* [Extracted material]:
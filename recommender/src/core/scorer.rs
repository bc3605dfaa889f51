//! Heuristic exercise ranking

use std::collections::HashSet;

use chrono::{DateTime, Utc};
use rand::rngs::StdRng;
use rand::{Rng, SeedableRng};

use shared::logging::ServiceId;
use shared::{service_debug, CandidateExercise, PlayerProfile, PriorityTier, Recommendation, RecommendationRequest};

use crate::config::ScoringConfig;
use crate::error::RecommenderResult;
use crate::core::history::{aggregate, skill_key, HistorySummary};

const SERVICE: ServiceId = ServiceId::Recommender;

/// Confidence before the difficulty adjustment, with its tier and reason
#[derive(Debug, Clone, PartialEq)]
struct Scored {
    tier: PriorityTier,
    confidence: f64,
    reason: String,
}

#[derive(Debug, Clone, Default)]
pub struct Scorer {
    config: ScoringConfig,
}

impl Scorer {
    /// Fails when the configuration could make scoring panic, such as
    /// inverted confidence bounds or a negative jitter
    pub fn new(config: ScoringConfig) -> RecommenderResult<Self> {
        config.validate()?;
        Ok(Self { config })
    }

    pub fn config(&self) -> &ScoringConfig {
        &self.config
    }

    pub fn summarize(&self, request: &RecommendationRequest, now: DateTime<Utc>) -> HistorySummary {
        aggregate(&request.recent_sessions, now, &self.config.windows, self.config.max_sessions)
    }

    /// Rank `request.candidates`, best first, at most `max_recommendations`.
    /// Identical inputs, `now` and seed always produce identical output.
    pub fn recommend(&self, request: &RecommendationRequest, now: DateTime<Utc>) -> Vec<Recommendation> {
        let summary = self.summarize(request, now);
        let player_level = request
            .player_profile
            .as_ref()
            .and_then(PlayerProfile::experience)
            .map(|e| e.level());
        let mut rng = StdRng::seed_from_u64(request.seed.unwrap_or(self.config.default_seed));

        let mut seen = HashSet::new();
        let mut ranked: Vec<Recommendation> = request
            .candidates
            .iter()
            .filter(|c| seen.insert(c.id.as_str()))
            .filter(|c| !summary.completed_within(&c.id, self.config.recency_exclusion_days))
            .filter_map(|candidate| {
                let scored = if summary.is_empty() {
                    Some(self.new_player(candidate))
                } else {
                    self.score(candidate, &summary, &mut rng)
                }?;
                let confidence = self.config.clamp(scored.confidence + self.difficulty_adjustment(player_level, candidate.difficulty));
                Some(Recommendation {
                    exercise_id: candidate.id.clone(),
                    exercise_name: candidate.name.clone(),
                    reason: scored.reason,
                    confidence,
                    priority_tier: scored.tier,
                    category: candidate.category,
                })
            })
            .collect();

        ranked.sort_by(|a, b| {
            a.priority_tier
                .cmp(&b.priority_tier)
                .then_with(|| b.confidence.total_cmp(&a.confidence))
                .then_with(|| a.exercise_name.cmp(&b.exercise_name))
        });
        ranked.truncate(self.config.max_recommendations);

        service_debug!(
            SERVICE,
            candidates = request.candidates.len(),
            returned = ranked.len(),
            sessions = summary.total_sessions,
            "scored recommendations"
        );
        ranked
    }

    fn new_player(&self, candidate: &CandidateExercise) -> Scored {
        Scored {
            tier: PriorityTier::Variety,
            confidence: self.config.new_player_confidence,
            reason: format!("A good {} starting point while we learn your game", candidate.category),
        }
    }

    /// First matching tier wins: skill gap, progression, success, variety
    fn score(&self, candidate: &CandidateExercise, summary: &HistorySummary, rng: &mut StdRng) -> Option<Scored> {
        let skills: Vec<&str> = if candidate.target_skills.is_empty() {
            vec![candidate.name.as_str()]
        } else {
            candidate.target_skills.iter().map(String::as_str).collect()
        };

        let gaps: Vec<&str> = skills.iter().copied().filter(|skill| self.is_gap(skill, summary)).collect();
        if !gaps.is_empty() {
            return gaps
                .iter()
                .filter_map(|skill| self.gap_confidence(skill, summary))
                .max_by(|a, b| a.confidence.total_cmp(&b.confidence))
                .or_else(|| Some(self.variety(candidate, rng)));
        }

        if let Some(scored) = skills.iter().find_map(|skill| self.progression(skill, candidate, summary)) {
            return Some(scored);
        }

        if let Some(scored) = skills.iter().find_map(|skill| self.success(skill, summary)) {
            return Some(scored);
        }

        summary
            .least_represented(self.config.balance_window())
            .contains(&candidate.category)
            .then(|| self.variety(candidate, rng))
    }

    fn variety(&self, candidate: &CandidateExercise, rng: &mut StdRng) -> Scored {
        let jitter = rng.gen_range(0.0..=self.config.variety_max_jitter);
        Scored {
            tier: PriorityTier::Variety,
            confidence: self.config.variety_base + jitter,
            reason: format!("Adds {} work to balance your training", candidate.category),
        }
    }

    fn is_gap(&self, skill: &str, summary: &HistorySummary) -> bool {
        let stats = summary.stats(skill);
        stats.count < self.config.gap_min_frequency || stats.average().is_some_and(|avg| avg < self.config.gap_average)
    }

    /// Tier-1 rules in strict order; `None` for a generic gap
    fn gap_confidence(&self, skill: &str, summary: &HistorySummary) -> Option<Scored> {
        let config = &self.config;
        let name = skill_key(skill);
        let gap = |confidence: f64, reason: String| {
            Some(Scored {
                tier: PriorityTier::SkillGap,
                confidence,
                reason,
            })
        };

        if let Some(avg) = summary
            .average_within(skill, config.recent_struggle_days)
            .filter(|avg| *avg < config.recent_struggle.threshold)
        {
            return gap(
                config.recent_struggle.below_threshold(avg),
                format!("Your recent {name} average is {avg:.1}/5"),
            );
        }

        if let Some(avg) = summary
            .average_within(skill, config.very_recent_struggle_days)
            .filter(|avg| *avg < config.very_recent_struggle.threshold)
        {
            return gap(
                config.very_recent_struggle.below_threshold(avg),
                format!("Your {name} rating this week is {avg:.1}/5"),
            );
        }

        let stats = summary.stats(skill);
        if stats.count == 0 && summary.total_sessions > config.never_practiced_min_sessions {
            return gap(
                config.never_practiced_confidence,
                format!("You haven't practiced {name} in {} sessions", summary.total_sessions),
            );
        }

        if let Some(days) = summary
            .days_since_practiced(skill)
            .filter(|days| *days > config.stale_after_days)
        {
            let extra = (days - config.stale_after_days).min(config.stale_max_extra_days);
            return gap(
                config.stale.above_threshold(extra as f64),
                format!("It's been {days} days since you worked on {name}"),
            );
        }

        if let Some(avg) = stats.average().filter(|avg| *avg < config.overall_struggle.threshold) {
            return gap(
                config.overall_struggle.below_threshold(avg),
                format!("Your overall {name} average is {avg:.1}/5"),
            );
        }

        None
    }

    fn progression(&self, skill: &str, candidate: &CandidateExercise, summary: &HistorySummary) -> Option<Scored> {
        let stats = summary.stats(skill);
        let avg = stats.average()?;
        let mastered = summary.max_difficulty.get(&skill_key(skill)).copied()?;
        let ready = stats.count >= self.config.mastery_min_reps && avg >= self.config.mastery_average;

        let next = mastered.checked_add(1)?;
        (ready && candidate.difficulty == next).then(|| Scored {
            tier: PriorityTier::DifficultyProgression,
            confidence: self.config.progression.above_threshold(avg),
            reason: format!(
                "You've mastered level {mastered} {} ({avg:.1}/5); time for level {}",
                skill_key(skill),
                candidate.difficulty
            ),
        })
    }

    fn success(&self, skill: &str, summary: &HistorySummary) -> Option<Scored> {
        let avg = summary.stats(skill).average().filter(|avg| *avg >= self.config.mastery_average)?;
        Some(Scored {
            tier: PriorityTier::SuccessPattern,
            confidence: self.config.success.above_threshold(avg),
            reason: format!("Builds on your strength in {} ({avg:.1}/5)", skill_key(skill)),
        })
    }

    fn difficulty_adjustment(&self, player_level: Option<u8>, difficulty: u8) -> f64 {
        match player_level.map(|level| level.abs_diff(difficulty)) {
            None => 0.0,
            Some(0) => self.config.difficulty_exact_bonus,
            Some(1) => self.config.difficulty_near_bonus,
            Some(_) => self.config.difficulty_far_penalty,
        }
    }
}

* [Task objective]: Find the lines above that include the string "RecommendationRequest" and copy them.

* [Solved exercise]:
use shared::{service_debug, CandidateExercise, PlayerProfile, PriorityTier, Recommendation, RecommendationRequest};
    pub fn summarize(&self, request: &RecommendationRequest, now: DateTime<Utc>) -> HistorySummary {
    pub fn recommend(&self, request: &RecommendationRequest, now: DateTime<Utc>) -> Vec<Recommendation> {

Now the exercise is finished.